_Problem to work on_
The answer must be an exact restatement of all the data.

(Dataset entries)
================

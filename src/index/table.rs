//! Resolution tables and the ambiguity arbitration rules.

use indexmap::IndexMap;
use indexmap::map::Entry;
use std::path::{Path, PathBuf};

use crate::base::{LogicalPath, Root};
use crate::fs::Canonicalizer;

// ============================================================================
// MATCH RESULT
// ============================================================================

/// Classified outcome for one (prefix, suffix) key.
///
/// File lists hold the most recent insertion first. A file inserted again
/// (by canonical-path equality, whatever its spelling) is moved to the
/// front, never repeated.
#[derive(Clone, Debug, PartialEq, Eq)]
pub enum MatchResult {
    /// Files whose complete logical tail equals the queried suffix. More
    /// than one file means the same name was introduced from different
    /// physical files: a true conflict the caller has to report.
    Exact(Vec<PathBuf>),
    /// Files reachable only through a truncated suffix, all originating
    /// from the same root. A partial match from a different root replaces
    /// this one instead of joining it.
    Partial(Root, Vec<PathBuf>),
}

impl MatchResult {
    /// The matched files, most recent first.
    pub fn files(&self) -> &[PathBuf] {
        match self {
            MatchResult::Exact(files) => files,
            MatchResult::Partial(_, files) => files,
        }
    }

    /// Check if this is an exact match.
    pub fn is_exact(&self) -> bool {
        matches!(self, MatchResult::Exact(_))
    }

    /// Check if more than one file claims the key.
    pub fn is_ambiguous(&self) -> bool {
        self.files().len() > 1
    }

    /// The matched file if there is exactly one.
    pub fn single(&self) -> Option<&Path> {
        match self.files() {
            [only] => Some(only),
            _ => None,
        }
    }
}

// ============================================================================
// RESOLUTION TABLE
// ============================================================================

/// A map from (prefix, suffix) keys to classified matches.
///
/// The index keeps three independent instances of this (sources, compiled
/// libraries, everything else). Keys are content-addressed: the table never
/// depends on discovery order, only the file lists inside one entry do.
///
/// Arbitration on insert:
/// - an exact hit always dominates: it discards an existing partial result
///   and ignores later partial insertions for the same key;
/// - partial hits from the root already holding the key accumulate;
/// - a partial hit from a different root resets the entry to that root.
#[derive(Clone, Debug, Default)]
pub struct ResolutionTable {
    entries: IndexMap<(LogicalPath, LogicalPath), MatchResult>,
}

impl ResolutionTable {
    /// Create an empty table.
    pub fn new() -> Self {
        Self::default()
    }

    /// Record `file` under `(prefix, suffix)` for `root`.
    ///
    /// `full` marks the suffix as the complete tail of the file's logical
    /// name, which makes the insertion an exact match.
    pub fn insert(
        &mut self,
        canon: &Canonicalizer,
        root: &Root,
        prefix: LogicalPath,
        suffix: LogicalPath,
        full: bool,
        file: PathBuf,
    ) {
        match self.entries.entry((prefix, suffix)) {
            Entry::Vacant(slot) => {
                let result = if full {
                    MatchResult::Exact(vec![file])
                } else {
                    MatchResult::Partial(root.clone(), vec![file])
                };
                slot.insert(result);
            }
            Entry::Occupied(mut slot) => {
                let replacement = match slot.get_mut() {
                    MatchResult::Exact(files) => {
                        if full {
                            promote_front(canon, files, file);
                        }
                        // a truncated suffix never displaces an exact hit
                        None
                    }
                    MatchResult::Partial(seen_root, files) => {
                        if full {
                            Some(MatchResult::Exact(vec![file]))
                        } else if seen_root == root {
                            promote_front(canon, files, file);
                            None
                        } else {
                            Some(MatchResult::Partial(root.clone(), vec![file]))
                        }
                    }
                };
                if let Some(result) = replacement {
                    slot.insert(result);
                }
            }
        }
    }

    /// Look up a key; an absent prefix is the empty prefix.
    pub fn query(
        &self,
        prefix: Option<&LogicalPath>,
        suffix: &LogicalPath,
    ) -> Option<&MatchResult> {
        let key = (prefix.cloned().unwrap_or_default(), suffix.clone());
        self.entries.get(&key)
    }

    /// Iterate over all keys and their results.
    pub fn iter(
        &self,
    ) -> impl Iterator<Item = (&(LogicalPath, LogicalPath), &MatchResult)> {
        self.entries.iter()
    }

    /// Number of keys.
    pub fn len(&self) -> usize {
        self.entries.len()
    }

    /// Check if the table is empty.
    pub fn is_empty(&self) -> bool {
        self.entries.is_empty()
    }
}

/// Newest file first; a canonical-path duplicate is moved, not repeated.
fn promote_front(canon: &Canonicalizer, files: &mut Vec<PathBuf>, file: PathBuf) {
    if let Some(pos) = files
        .iter()
        .position(|seen| canon.files_equivalent(seen, &file))
    {
        let seen = files.remove(pos);
        files.insert(0, seen);
    } else {
        files.insert(0, file);
    }
}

================

_Exercise answer_
filename src/index/table.rs
//! Resolution tables and the ambiguity arbitration rules.

use indexmap::IndexMap;
use indexmap::map::Entry;
use std::path::{Path, PathBuf};

use crate::base::{LogicalPath, Root};
use crate::fs::Canonicalizer;

// ============================================================================
// MATCH RESULT
// ============================================================================

/// Classified outcome for one (prefix, suffix) key.
///
/// File lists hold the most recent insertion first. A file inserted again
/// (by canonical-path equality, whatever its spelling) is moved to the
/// front, never repeated.
#[derive(Clone, Debug, PartialEq, Eq)]
pub enum MatchResult {
    /// Files whose complete logical tail equals the queried suffix. More
    /// than one file means the same name was introduced from different
    /// physical files: a true conflict the caller has to report.
    Exact(Vec<PathBuf>),
    /// Files reachable only through a truncated suffix, all originating
    /// from the same root. A partial match from a different root replaces
    /// this one instead of joining it.
    Partial(Root, Vec<PathBuf>),
}

impl MatchResult {
    /// The matched files, most recent first.
    pub fn files(&self) -> &[PathBuf] {
        match self {
            MatchResult::Exact(files) => files,
            MatchResult::Partial(_, files) => files,
        }
    }

    /// Check if this is an exact match.
    pub fn is_exact(&self) -> bool {
        matches!(self, MatchResult::Exact(_))
    }

    /// Check if more than one file claims the key.
    pub fn is_ambiguous(&self) -> bool {
        self.files().len() > 1
    }

    /// The matched file if there is exactly one.
    pub fn single(&self) -> Option<&Path> {
        match self.files() {
            [only] => Some(only),
            _ => None,
        }
    }
}

// ============================================================================
// RESOLUTION TABLE
// ============================================================================

/// A map from (prefix, suffix) keys to classified matches.
///
/// The index keeps three independent instances of this (sources, compiled
/// libraries, everything else). Keys are content-addressed: the table never
/// depends on discovery order, only the file lists inside one entry do.
///
/// Arbitration on insert:
/// - an exact hit always dominates: it discards an existing partial result
///   and ignores later partial insertions for the same key;
/// - partial hits from the root already holding the key accumulate;
/// - a partial hit from a different root resets the entry to that root.
#[derive(Clone, Debug, Default)]
pub struct ResolutionTable {
    entries: IndexMap<(LogicalPath, LogicalPath), MatchResult>,
}

impl ResolutionTable {
    /// Create an empty table.
    pub fn new() -> Self {
        Self::default()
    }

    /// Record `file` under `(prefix, suffix)` for `root`.
    ///
    /// `full` marks the suffix as the complete tail of the file's logical
    /// name, which makes the insertion an exact match.
    pub fn insert(
        &mut self,
        canon: &Canonicalizer,
        root: &Root,
        prefix: LogicalPath,
        suffix: LogicalPath,
        full: bool,
        file: PathBuf,
    ) {
        match self.entries.entry((prefix, suffix)) {
            Entry::Vacant(slot) => {
                let result = if full {
                    MatchResult::Exact(vec![file])
                } else {
                    MatchResult::Partial(root.clone(), vec![file])
                };
                slot.insert(result);
            }
            Entry::Occupied(mut slot) => {
                let replacement = match slot.get_mut() {
                    MatchResult::Exact(files) => {
                        if full {
                            promote_front(canon, files, file);
                        }
                        // a truncated suffix never displaces an exact hit
                        None
                    }
                    MatchResult::Partial(seen_root, files) => {
                        if full {
                            Some(MatchResult::Exact(vec![file]))
                        } else if seen_root == root {
                            promote_front(canon, files, file);
                            None
                        } else {
                            Some(MatchResult::Partial(root.clone(), vec![file]))
                        }
                    }
                };
                if let Some(result) = replacement {
                    slot.insert(result);
                }
            }
        }
    }

    /// Look up a key; an absent prefix is the empty prefix.
    pub fn query(
        &self,
        prefix: Option<&LogicalPath>,
        suffix: &LogicalPath,
    ) -> Option<&MatchResult> {
        let key = (prefix.cloned().unwrap_or_default(), suffix.clone());
        self.entries.get(&key)
    }

    /// Iterate over all keys and their results.
    pub fn iter(
        &self,
    ) -> impl Iterator<Item = (&(LogicalPath, LogicalPath), &MatchResult)> {
        self.entries.iter()
    }

    /// Number of keys.
    pub fn len(&self) -> usize {
        self.entries.len()
    }

    /// Check if the table is empty.
    pub fn is_empty(&self) -> bool {
        self.entries.is_empty()
    }
}

/// Newest file first; a canonical-path duplicate is moved, not repeated.
fn promote_front(canon: &Canonicalizer, files: &mut Vec<PathBuf>, file: PathBuf) {
    if let Some(pos) = files
        .iter()
        .position(|seen| canon.files_equivalent(seen, &file))
    {
        let seen = files.remove(pos);
        files.insert(0, seen);
    } else {
        files.insert(0, file);
    }
}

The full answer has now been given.